Thursday, April 30, 2009

The Resurrection Gone Bad


I've always found it striking that some of the most powerful and enduring horror tales are stories of bad resurrections. The dead come back to life is the center of the Christian faith, and I've always wondered if these stories were somehow peculiar to the Christian West. The East is full of ghost stories, but I don't know if there are similar tales about corpses coming back to life to prey upon the living. Most of our horror tales are indeed about cadavers getting up out of their graves to get revenge, to find a long lost love, or simply to dine on the living (everything from blood drinking vampires to brain chewing zombies).
Ever since the Black Death in 1348, there has been a horrified fascination with physical decay and disintegration in Western culture. In the eternity of death, the process of physical disintegration is but an instant. It is largely absent in earlier tomb art, Christian and pre-Christian. Earlier medieval tombs showed the deceased as though alive, lying open eyed upon their tombs in prayerful expectation of resurrection. Classical tombs showed the theme of apotheosis, the transformation of the dead into a god or welcomed into the gods' company. Sometimes Classical tombs showed some hero or god who overcame death like Orpheus or Dionysos. The Egyptians tried mightily to stop time, and to stop the whole process of disintegration for their dead.
From 1348 into the 17th century, grave monuments and memento moris are full of "the worms crawl in, the worms crawl out," aesthetic. By the time we get to the 19th century, the story of the resurrection gone bad is thoroughly established in the popular imagination. The evil resurrection story comes to full fruition in that most famous of all dark and stormy nights in May of 1816 at the Villa Diodati on the shores of Lake Geneva where Mary Shelley writes Frankenstein, and John Polidori writes the first popular vampire story. The evil dead have been a horror staple ever since, and shows no sign of waning.

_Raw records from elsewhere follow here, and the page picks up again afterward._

use std::path::PathBuf;

use parking_lot::Mutex;

use super::*;
use crate::assets::background::{Background, Gradient};
use crate::foundation::core::Rgba8;
use crate::foundation::error::StickerError;
use crate::glyph::provider::{GlyphImage, GlyphKey, GlyphProvider};
use crate::layout::compositor::TextStyle;
use crate::text::font::FontEngine;

struct Offline;

impl GlyphProvider for Offline {
    fn fetch(&self, key: &GlyphKey) -> StickerResult<GlyphImage> {
        Err(StickerError::fetch(format!("offline: {key}")))
    }
}

fn style() -> TextStyle {
    TextStyle {
        font_size_px: 40.0,
        line_height: 48.0,
        color: Rgba8::WHITE,
    }
}

fn with_scene<R>(size: u32, f: impl FnOnce(&mut Scene<'_>) -> R) -> R {
    let canvas = Canvas::square(size);
    let bg = Background::from_gradient(Gradient::LOAD_FAILURE, canvas).unwrap();
    let fonts = Mutex::new(FontEngine::bundled().unwrap());
    let mut scene = Scene {
        canvas,
        background: &bg,
        fonts: &fonts,
        glyphs: &Offline,
        glyph_separator: "-",
        style: style(),
    };
    f(&mut scene)
}

fn scratch(name: &str) -> ArtifactDir {
    let dir = PathBuf::from("target").join("unit_frames").join(name);
    let _ = std::fs::remove_dir_all(&dir);
    let dir = ArtifactDir::new(dir);
    dir.ensure().unwrap();
    dir
}

#[test]
fn first_frame_starts_below_canvas() {
    let motion = MotionScript::for_canvas(512).sample(0.0);
    let (_, trace) = with_scene(512, |s| render_animated_frame(s, "hey", motion).unwrap());
    let first = trace.units[0];
    assert_eq!(first.x, ANIMATED_PADDING_PX);
    assert_eq!(first.y, 592.0 - 8.0);
}

#[test]
fn layout_runs_in_scaled_space() {
    let motion = MotionScript::for_canvas(512).sample(0.25);
    let (_, trace) = with_scene(512, |s| render_animated_frame(s, "hey", motion).unwrap());
    let first = trace.units[0];
    assert!((first.x - ANIMATED_PADDING_PX / 1.02).abs() < 1e-9);
    assert!((first.y - (motion.text_y / 1.02 - 8.0)).abs() < 1e-9);
}

#[test]
fn sequence_writes_numbered_frames_and_cleans_up_on_drop() {
    let dir = scratch("sequence");
    let job = JobId::new();
    let fps = Fps::whole(5).unwrap();

    let seq = with_scene(64, |s| {
        synthesize_frames(s, "ab", &dir, job, 1.0, fps, None).unwrap()
    });
    assert_eq!(seq.len(), 5);
    assert_eq!(seq.job(), job);
    assert_eq!(seq.fps(), fps);
    assert_eq!(seq.canvas(), Canvas::square(64));
    assert_eq!(seq.pattern(), dir.frame_pattern(&job, 3).as_path());
    assert_eq!(seq.paths()[4], dir.frame_path(&job, 4, 3));
    assert_eq!(dir.files_for(&job).unwrap().len(), 5);

    let png = image::open(&seq.paths()[0]).unwrap();
    assert_eq!((png.width(), png.height()), (64, 64));

    drop(seq);
    assert!(dir.files_for(&job).unwrap().is_empty());
}

#[test]
fn tiny_duration_still_yields_one_frame() {
    let dir = scratch("tiny");
    let job = JobId::new();
    let seq = with_scene(32, |s| {
        synthesize_frames(s, "x", &dir, job, 0.01, Fps::whole(1).unwrap(), None).unwrap()
    });
    assert_eq!(seq.len(), 1);
}

#[test]
fn expired_deadline_cancels_without_leaving_frames() {
    let dir = scratch("deadline");
    let job = JobId::new();
    let past = Instant::now();
    let err = with_scene(32, |s| {
        synthesize_frames(s, "x", &dir, job, 1.0, Fps::whole(10).unwrap(), Some(past)).unwrap_err()
    });
    assert!(matches!(err, StickerError::Cancelled(_)));
    assert!(dir.files_for(&job).unwrap().is_empty());
}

Michel Wolgemut, The Dance of Death, woodcut, 15th century


Ligier Richier, Transi from the tomb of Rene de Chalon, 1547. One of my favorite of all transi monuments, the dead knight offers up his heart to God even as he disintegrates.


Frontispiece to the 1831 edition of Mary Shelley's Frankenstein.

7 comments:

it's margaret said...

This is a wonderful post Doug.

Ponder the difference between the "coming back to life" of Lazarus and the trampling down of death by Jesus....

more than a semantic difference.

Rev. Richard Thornburgh said...

Brilliant! There's also a wonderful "Dance of death" painted on the outside wall of the Chapel of the Black Virgin at Rocamadour, Dordogne, France.

Fran said...

Oh my Counterlight, what a brilliant post. I would have not looked at this in this way, but thankfully to you, now I have something to ponder anew. It is fascinating.

Thank you.

MarkBrunson said...

The East is full of ghost stories, but I don't know if there are similar tales about corpses coming back to life to prey upon the living. Jiangshi - "hopping corpses" - were corpses enchanted by Taoist priests to travel home for burial (hopping because of rigor mortis). If the priest travelling with them wasn't careful, they'd break ranks and go after the living, seeking to consume their qi and tearing at them with long, clawlike nails.

Counterlight said...

MarkBrunson,

That's a new one to me. I've always heard the stories of "the hungry ghosts," but I never knew the East had its zombies.

Thanks.

IT said...

did you see the recent story about the Venetian vampire? The putrefaction of the corpses caused changes and seepages visible when a common grave was reopened, leading to fears of vampires, Hence they shoved a stone into the mouth of the corpse.

Cany said...

Very nice post!

We humans...

We seem preoccupied with death while living, and preoccupied with life while dying. We just never seem to get in the moment much, do we?